> [Problem description]: For the string "Configuring", find every matching line in the records and copy it.

> [Dataset content]:
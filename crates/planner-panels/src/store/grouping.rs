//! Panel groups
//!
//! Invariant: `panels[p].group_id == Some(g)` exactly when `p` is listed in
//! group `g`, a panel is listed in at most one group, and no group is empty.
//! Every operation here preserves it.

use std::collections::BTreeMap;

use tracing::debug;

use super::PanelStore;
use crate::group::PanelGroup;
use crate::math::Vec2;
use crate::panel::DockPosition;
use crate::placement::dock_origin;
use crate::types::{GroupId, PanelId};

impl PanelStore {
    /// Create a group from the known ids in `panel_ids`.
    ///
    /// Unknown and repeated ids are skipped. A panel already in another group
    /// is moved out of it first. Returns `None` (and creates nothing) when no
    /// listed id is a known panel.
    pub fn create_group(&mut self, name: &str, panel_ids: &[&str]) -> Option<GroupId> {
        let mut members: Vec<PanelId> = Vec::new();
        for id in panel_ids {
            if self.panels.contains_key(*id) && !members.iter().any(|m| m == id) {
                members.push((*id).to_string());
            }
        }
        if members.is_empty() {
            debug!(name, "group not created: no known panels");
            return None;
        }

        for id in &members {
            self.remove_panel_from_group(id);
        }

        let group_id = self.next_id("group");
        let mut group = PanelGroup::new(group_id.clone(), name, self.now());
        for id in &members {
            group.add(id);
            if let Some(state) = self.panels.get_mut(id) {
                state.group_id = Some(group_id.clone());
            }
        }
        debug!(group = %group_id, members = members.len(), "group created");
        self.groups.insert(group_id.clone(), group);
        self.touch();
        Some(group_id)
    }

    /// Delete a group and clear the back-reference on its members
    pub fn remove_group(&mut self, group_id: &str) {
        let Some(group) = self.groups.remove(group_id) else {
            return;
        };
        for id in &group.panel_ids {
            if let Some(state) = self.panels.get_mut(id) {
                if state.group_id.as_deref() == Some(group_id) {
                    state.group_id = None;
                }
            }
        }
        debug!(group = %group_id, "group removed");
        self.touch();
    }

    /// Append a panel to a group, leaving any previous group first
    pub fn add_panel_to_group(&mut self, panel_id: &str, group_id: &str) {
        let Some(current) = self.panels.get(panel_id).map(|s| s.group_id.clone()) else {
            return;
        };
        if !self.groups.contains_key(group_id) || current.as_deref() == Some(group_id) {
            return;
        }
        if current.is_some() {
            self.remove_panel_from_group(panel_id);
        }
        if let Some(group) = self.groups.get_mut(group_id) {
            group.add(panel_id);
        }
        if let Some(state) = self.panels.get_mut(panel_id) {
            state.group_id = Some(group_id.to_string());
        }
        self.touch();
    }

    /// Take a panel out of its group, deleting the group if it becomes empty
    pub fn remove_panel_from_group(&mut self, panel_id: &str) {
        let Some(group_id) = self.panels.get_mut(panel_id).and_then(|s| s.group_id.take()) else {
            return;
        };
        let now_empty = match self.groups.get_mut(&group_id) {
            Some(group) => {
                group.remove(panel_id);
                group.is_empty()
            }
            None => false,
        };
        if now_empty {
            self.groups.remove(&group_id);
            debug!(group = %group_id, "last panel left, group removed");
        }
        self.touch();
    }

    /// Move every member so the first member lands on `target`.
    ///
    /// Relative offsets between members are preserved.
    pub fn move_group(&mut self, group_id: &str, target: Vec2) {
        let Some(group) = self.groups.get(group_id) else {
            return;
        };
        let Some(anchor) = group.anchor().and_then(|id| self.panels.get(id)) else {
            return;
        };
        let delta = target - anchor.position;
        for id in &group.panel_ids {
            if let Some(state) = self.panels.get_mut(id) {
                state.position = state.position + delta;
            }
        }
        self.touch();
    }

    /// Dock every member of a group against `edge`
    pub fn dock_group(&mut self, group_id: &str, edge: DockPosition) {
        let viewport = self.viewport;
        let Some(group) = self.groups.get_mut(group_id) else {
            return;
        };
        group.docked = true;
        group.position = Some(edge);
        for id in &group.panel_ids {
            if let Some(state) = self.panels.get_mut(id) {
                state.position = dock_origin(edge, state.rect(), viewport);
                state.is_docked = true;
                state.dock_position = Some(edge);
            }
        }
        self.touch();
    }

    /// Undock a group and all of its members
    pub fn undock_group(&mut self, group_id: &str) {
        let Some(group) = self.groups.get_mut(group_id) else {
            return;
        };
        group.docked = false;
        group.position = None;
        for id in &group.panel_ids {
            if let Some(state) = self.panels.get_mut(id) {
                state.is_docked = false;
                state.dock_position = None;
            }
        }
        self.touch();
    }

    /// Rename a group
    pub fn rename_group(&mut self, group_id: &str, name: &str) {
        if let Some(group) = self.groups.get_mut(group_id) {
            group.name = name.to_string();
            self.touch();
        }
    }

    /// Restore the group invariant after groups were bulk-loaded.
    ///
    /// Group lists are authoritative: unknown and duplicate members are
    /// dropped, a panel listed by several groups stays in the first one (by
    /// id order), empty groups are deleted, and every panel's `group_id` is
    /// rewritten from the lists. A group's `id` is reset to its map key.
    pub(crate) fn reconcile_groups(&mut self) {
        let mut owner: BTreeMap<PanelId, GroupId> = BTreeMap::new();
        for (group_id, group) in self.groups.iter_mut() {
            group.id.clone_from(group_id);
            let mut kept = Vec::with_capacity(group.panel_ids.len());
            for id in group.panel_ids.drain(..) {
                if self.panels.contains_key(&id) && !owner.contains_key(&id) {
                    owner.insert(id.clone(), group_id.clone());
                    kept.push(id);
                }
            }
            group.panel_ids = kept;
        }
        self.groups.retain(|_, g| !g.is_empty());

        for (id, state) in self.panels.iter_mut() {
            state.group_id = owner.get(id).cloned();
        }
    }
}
--
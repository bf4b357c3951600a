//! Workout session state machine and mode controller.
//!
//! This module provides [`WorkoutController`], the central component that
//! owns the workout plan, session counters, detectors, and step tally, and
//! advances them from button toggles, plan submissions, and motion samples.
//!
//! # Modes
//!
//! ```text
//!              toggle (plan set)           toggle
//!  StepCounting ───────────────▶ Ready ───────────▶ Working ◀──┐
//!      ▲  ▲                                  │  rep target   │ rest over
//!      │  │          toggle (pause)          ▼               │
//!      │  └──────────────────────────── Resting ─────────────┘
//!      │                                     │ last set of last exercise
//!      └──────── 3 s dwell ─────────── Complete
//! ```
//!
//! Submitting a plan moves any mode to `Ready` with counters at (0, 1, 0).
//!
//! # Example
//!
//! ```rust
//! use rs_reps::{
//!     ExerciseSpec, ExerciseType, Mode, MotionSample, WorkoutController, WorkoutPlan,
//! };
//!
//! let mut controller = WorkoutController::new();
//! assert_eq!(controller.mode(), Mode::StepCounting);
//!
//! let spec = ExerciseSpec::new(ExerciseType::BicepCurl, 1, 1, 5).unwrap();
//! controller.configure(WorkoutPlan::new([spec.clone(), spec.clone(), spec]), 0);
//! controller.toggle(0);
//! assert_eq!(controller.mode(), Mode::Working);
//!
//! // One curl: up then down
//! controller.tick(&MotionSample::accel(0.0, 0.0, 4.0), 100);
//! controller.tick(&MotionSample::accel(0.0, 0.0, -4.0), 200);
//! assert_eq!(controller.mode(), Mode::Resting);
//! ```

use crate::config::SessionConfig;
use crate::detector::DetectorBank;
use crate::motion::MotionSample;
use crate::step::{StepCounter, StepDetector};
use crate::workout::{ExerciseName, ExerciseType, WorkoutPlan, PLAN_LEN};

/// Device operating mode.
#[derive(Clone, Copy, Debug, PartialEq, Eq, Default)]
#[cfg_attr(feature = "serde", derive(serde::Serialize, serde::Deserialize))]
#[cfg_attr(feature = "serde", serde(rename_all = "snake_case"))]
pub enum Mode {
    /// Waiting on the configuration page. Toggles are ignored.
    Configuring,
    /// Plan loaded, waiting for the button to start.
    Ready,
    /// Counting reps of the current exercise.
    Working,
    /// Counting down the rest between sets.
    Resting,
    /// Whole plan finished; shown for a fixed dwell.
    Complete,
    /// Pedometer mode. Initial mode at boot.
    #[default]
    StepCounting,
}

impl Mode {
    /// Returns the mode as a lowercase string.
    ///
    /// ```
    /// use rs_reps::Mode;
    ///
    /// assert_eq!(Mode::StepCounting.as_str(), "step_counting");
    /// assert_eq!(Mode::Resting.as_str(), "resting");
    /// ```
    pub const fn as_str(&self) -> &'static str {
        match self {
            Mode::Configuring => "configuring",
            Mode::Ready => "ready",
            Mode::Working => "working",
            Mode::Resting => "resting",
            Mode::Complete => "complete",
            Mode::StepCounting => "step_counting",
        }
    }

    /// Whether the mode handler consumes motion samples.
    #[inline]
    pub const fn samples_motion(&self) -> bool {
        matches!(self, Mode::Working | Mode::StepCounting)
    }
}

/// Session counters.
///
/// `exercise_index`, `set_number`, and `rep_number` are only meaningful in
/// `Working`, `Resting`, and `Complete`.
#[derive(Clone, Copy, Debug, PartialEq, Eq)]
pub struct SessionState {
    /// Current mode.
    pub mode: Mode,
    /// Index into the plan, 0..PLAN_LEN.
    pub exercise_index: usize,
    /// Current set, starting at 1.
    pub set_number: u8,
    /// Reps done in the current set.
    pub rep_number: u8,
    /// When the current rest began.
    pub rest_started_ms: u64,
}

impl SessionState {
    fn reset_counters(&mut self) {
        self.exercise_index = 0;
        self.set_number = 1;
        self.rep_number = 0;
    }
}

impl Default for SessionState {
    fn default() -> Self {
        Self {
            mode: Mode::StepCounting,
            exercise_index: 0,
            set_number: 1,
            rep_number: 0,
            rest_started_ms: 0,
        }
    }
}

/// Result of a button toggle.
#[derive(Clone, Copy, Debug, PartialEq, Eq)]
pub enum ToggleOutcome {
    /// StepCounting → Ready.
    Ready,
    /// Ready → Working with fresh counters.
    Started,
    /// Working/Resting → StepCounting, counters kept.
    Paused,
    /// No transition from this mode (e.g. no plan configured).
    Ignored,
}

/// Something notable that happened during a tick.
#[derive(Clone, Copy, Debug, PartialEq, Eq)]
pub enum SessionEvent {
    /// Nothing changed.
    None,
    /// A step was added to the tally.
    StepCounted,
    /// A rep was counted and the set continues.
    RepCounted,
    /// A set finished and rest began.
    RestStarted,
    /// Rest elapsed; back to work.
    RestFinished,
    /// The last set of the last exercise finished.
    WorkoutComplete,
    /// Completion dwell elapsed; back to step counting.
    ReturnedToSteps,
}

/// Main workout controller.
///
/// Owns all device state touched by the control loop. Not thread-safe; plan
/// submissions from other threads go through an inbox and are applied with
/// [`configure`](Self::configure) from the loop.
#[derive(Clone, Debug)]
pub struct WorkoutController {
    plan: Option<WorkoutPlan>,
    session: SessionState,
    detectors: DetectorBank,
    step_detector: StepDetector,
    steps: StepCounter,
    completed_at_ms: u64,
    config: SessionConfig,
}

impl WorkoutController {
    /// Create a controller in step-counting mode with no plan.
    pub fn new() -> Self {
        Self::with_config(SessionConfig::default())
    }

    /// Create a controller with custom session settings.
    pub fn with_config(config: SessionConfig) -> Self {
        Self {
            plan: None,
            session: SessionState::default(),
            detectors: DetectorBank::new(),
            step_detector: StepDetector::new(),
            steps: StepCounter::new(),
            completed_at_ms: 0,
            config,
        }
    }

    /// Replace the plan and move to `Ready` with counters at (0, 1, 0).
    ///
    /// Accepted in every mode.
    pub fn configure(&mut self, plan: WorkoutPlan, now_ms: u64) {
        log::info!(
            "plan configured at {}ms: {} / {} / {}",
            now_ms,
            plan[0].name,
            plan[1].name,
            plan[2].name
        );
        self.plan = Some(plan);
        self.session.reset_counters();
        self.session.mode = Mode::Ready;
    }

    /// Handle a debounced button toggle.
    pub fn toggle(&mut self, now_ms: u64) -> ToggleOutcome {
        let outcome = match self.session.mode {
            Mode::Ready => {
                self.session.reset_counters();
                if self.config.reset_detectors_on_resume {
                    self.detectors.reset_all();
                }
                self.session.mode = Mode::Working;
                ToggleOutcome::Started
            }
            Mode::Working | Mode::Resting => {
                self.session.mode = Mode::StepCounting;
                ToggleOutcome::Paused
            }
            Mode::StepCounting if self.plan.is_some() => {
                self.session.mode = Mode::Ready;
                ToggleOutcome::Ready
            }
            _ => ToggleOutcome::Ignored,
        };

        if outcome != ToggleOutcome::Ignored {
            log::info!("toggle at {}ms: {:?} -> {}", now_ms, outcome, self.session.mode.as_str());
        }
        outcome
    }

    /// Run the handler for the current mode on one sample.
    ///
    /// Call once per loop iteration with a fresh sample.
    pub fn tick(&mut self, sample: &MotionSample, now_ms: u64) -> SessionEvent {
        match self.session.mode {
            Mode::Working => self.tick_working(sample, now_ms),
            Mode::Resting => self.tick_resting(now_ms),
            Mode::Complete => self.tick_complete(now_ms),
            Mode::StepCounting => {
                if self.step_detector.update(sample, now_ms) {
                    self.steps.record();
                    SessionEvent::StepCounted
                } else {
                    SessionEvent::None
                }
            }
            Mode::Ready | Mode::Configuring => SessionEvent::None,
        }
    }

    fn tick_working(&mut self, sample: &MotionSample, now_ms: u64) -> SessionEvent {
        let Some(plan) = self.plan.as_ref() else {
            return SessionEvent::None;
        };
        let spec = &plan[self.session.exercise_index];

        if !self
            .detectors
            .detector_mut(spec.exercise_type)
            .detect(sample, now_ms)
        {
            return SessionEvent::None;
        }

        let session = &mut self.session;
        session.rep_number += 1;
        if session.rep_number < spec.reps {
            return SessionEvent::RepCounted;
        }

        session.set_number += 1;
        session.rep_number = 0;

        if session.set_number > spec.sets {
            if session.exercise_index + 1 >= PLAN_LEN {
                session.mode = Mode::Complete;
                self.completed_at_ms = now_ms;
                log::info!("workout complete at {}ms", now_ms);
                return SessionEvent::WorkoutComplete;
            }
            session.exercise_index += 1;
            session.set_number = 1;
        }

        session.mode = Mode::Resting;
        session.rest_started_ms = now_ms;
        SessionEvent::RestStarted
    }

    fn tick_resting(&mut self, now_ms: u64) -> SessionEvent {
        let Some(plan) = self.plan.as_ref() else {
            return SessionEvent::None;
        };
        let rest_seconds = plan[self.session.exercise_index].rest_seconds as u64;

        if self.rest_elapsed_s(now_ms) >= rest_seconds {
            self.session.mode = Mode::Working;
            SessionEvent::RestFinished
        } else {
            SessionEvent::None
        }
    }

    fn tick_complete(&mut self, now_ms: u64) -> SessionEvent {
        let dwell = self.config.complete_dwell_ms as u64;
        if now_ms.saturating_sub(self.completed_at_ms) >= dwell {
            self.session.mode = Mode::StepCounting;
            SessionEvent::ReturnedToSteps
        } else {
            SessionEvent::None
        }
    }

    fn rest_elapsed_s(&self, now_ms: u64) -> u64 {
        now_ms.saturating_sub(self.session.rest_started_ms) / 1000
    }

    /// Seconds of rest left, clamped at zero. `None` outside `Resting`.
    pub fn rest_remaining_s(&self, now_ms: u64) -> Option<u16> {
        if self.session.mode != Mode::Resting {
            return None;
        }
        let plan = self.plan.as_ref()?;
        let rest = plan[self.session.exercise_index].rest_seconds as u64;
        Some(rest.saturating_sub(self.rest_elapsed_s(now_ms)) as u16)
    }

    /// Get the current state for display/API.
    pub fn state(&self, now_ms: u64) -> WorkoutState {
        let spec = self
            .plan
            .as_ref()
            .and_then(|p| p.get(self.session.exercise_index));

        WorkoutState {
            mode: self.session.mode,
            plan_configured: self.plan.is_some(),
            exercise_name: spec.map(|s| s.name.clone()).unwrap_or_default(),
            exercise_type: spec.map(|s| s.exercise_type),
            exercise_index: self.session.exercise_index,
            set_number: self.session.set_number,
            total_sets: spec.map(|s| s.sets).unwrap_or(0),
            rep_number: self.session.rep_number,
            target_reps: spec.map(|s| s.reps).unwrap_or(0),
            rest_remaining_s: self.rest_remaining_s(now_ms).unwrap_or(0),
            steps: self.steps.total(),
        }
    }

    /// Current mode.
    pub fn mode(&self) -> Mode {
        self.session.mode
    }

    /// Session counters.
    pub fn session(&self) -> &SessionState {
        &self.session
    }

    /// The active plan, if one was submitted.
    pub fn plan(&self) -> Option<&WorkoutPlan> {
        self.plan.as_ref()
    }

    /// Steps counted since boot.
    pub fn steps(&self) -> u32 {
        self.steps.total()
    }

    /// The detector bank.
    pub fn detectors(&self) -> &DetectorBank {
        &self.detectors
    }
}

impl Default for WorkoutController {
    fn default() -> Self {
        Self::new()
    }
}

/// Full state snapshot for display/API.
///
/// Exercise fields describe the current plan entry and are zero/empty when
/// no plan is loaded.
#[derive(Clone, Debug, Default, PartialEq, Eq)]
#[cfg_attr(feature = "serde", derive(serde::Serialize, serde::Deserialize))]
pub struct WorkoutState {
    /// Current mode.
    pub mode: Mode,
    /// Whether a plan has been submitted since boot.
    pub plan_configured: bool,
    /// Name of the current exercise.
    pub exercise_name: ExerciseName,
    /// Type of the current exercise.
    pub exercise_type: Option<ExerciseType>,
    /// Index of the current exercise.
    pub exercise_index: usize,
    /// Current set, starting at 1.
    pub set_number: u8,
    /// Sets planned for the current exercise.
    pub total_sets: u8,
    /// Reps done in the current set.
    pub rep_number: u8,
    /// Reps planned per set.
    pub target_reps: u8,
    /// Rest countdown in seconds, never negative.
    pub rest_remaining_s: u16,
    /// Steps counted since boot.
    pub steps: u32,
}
==
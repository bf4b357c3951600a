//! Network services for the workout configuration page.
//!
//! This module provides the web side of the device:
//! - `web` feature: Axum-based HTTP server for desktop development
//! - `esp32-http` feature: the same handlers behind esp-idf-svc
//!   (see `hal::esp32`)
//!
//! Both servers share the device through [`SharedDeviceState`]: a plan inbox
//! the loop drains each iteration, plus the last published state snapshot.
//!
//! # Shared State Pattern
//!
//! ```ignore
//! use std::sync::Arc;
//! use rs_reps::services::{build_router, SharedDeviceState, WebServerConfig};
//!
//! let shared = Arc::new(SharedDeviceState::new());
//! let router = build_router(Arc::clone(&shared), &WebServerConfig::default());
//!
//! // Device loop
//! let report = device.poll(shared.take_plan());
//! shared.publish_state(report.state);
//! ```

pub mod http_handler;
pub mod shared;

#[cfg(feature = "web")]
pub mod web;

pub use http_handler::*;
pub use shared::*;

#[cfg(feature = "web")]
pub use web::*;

> [Solution to the problem]:
    Configuring,
            Mode::Configuring => "configuring",
            Mode::Ready | Mode::Configuring => SessionEvent::None,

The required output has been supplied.